— RECORDS SHOWN —
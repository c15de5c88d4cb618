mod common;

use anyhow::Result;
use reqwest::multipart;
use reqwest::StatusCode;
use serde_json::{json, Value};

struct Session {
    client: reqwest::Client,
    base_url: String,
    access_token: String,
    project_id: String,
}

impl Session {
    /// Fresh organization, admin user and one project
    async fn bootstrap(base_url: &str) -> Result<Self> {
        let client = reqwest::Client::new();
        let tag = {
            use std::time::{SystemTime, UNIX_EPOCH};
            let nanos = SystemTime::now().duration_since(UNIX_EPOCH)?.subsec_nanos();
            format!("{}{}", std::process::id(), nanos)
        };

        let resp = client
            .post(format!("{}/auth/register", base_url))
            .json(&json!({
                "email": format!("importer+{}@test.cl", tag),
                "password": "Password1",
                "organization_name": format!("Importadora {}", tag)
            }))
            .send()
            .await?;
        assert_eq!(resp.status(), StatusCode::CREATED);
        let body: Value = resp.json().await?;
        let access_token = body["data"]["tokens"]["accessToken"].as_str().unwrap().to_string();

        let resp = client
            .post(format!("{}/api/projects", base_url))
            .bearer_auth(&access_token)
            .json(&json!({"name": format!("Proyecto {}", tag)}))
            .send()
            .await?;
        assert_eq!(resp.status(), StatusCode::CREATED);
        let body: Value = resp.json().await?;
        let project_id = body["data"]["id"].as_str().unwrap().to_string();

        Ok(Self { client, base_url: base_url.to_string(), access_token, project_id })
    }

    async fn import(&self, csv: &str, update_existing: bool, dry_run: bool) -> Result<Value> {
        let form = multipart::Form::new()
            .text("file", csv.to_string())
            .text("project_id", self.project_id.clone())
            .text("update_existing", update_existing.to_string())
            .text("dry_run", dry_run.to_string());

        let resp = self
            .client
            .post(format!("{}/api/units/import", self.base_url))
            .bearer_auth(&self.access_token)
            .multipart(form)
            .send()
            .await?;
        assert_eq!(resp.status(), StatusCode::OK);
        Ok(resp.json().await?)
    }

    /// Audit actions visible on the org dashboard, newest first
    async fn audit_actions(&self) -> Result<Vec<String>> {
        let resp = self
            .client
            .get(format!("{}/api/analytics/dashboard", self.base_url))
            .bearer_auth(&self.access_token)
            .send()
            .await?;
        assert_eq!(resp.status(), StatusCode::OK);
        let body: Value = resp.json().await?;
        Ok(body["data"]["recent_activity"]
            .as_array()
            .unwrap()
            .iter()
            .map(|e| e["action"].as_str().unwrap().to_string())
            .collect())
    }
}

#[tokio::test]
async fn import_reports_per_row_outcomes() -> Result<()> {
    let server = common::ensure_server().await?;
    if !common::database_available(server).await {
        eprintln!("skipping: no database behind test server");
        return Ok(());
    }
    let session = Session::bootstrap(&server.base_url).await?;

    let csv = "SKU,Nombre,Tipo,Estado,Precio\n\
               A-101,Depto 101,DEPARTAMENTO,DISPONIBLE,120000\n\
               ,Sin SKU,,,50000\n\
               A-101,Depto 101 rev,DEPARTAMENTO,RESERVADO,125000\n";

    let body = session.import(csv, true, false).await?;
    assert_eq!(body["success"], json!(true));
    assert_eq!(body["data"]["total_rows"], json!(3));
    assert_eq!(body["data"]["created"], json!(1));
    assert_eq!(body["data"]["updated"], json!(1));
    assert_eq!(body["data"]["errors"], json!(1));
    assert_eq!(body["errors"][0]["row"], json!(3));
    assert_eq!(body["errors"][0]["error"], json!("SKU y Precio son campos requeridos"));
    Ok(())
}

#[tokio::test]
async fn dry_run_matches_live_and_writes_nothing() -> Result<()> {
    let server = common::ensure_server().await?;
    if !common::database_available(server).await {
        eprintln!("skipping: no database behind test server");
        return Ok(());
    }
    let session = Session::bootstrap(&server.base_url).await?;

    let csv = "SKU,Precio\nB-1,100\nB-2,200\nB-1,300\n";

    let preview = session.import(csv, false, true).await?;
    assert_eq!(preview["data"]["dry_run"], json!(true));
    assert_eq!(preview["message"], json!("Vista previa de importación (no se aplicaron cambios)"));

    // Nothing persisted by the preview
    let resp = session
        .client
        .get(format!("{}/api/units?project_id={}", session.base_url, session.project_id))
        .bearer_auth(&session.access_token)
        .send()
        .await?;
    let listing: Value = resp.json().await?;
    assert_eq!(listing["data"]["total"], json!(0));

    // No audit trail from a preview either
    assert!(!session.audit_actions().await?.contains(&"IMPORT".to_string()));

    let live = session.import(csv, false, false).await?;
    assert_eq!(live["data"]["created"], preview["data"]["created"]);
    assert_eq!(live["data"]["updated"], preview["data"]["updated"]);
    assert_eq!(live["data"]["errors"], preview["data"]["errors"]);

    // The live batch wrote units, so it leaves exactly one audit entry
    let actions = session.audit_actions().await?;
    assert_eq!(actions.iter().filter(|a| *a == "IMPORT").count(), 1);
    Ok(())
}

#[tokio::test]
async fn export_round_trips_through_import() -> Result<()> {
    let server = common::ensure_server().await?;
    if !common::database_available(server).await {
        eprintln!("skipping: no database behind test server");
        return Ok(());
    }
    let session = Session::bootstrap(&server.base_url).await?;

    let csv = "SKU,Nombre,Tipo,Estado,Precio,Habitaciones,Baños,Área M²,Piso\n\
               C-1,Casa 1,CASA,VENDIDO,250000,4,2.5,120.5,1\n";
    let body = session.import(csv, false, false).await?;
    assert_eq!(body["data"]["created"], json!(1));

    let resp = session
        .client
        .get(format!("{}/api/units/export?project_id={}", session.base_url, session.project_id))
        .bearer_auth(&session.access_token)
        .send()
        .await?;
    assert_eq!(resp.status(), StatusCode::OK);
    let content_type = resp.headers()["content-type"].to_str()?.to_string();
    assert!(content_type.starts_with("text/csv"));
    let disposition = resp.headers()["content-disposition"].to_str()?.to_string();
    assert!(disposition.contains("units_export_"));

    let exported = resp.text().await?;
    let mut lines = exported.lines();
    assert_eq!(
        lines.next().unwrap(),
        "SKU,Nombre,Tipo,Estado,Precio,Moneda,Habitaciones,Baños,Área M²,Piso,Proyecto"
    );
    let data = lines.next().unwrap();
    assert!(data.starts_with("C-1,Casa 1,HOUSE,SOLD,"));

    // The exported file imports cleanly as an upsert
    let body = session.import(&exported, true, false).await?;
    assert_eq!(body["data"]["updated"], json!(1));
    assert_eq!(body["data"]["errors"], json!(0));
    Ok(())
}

--

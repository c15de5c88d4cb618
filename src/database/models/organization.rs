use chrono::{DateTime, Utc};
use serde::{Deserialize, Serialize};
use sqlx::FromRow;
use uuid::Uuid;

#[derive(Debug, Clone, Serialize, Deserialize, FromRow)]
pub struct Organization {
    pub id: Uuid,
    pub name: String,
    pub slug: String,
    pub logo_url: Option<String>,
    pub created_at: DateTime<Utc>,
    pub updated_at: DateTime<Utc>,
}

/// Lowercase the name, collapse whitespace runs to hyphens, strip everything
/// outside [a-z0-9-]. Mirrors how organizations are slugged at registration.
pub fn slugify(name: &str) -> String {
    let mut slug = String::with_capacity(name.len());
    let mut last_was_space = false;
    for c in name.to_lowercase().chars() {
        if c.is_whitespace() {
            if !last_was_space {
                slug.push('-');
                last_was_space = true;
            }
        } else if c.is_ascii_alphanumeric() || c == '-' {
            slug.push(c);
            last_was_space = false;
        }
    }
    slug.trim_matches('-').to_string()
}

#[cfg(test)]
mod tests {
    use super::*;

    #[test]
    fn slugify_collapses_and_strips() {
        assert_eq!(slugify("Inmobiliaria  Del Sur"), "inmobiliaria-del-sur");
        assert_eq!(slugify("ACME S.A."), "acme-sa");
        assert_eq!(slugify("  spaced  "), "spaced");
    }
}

— YOUR INSTRUCTIONS —
Please find every line in the records above that holds the word "Área" and copy it.

— RESULT BELOW —
    let csv = "SKU,Nombre,Tipo,Estado,Precio,Habitaciones,Baños,Área M²,Piso\n\
        "SKU,Nombre,Tipo,Estado,Precio,Moneda,Habitaciones,Baños,Área M²,Piso,Proyecto"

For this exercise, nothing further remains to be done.